→ **PROBLEM REQUIREMENTS**
If a line below contains the string "StatusCode", copy it out.

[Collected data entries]
--------

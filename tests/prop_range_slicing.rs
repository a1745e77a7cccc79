// Property: a single full cache entry answers every range variant of a
// resource with byte-exact slices and correct 206 framing, and the cache key
// never depends on the Range header or the request method.

use bytes::Bytes;
use edge_mirror::cache_key::key_for;
use edge_mirror::models::{ByteRange, OriginResponse, ProxyRequest};
use edge_mirror::platform::Platform;
use edge_mirror::strategy::RangeCacheStrategy;
use edge_mirror::transform::transform;
use http::header::{CONTENT_LENGTH, CONTENT_RANGE, CONTENT_TYPE, RANGE};
use http::{HeaderMap, HeaderValue, Method, StatusCode};
use proptest::prelude::*;

fn full_entry(body: Vec<u8>) -> edge_mirror::models::CacheEntry {
    let mut headers = HeaderMap::new();
    headers.insert(
        CONTENT_TYPE,
        HeaderValue::from_static("application/octet-stream"),
    );
    let response = OriginResponse {
        status: StatusCode::OK,
        headers,
        body: Bytes::from(body),
    };
    RangeCacheStrategy::new(3600).build_entry(&response).unwrap()
}

proptest! {
    #![proptest_config(ProptestConfig::with_cases(256))]

    /// For 0 <= s <= e < L, the served body is exactly bytes s..=e with
    /// matching Content-Length and Content-Range
    #[test]
    fn prop_range_slice_correctness(
        body in prop::collection::vec(any::<u8>(), 1..2048),
        s in 0usize..2048,
        e in 0usize..2048,
    ) {
        let len = body.len();
        let s = s % len;
        let e = s + (e % (len - s).max(1));
        prop_assume!(e < len);

        let entry = full_entry(body.clone());
        let range = ByteRange::new(s as u64, Some(e as u64)).unwrap();
        let response = RangeCacheStrategy::new(3600)
            .respond_from_entry(&entry, Some(range))
            .unwrap();

        prop_assert_eq!(response.status, StatusCode::PARTIAL_CONTENT);
        prop_assert_eq!(&response.body[..], &body[s..=e]);

        let expected_len = (e - s + 1).to_string();
        prop_assert_eq!(
            response.headers.get(CONTENT_LENGTH).unwrap().to_str().unwrap(),
            expected_len.as_str()
        );

        let expected_range = format!("bytes {}-{}/{}", s, e, len);
        prop_assert_eq!(
            response.headers.get(CONTENT_RANGE).unwrap().to_str().unwrap(),
            expected_range.as_str()
        );
    }

    /// A start at or beyond the resource length is a 416 with `bytes */L`
    #[test]
    fn prop_unsatisfiable_start(
        body in prop::collection::vec(any::<u8>(), 1..512),
        past in 0u64..1024,
    ) {
        let len = body.len() as u64;
        let entry = full_entry(body);
        let range = ByteRange::new(len + past, None).unwrap();

        let response = RangeCacheStrategy::new(3600)
            .respond_from_entry(&entry, Some(range))
            .unwrap();

        prop_assert_eq!(response.status, StatusCode::RANGE_NOT_SATISFIABLE);
        let expected = format!("bytes */{}", len);
        prop_assert_eq!(
            response.headers.get(CONTENT_RANGE).unwrap().to_str().unwrap(),
            expected.as_str()
        );
        prop_assert!(response.body.is_empty());
    }

    /// An open-ended range reaches the last byte
    #[test]
    fn prop_open_range_reaches_end(
        body in prop::collection::vec(any::<u8>(), 1..512),
        s in 0usize..512,
    ) {
        let len = body.len();
        let s = s % len;

        let entry = full_entry(body.clone());
        let range = ByteRange::new(s as u64, None).unwrap();
        let response = RangeCacheStrategy::new(3600)
            .respond_from_entry(&entry, Some(range))
            .unwrap();

        prop_assert_eq!(&response.body[..], &body[s..]);
        let expected = format!("bytes {}-{}/{}", s, len - 1, len);
        prop_assert_eq!(
            response.headers.get(CONTENT_RANGE).unwrap().to_str().unwrap(),
            expected.as_str()
        );
    }

    /// Requests differing only by Range header (or GET vs HEAD) share a key
    #[test]
    fn prop_key_stable_under_range_and_method(
        name in "[a-z0-9][a-z0-9.-]{0,20}",
        start in 0u64..10_000,
        span in 0u64..10_000,
    ) {
        let path = format!("/jenkins/plugins/{}", name);
        let normalized = transform(&path, Platform::Jenkins).unwrap();
        let base_key = key_for(Platform::Jenkins, &normalized).unwrap();

        // Requests carrying arbitrary ranges and either method normalize to
        // the same path and therefore the same key
        let mut ranged = ProxyRequest::get(&path);
        ranged.headers.insert(
            RANGE,
            HeaderValue::from_str(&format!("bytes={}-{}", start, start + span)).unwrap(),
        );
        let mut head = ProxyRequest::get(&path);
        head.method = Method::HEAD;

        for request in [&ranged, &head] {
            let normalized = transform(&request.path, Platform::Jenkins).unwrap();
            let key = key_for(Platform::Jenkins, &normalized).unwrap();
            prop_assert_eq!(&key, &base_key);
        }
    }
}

--------

→ **TASK OUTPUT**
use http::{HeaderMap, HeaderValue, Method, StatusCode};
        status: StatusCode::OK,
        prop_assert_eq!(response.status, StatusCode::PARTIAL_CONTENT);
        prop_assert_eq!(response.status, StatusCode::RANGE_NOT_SATISFIABLE);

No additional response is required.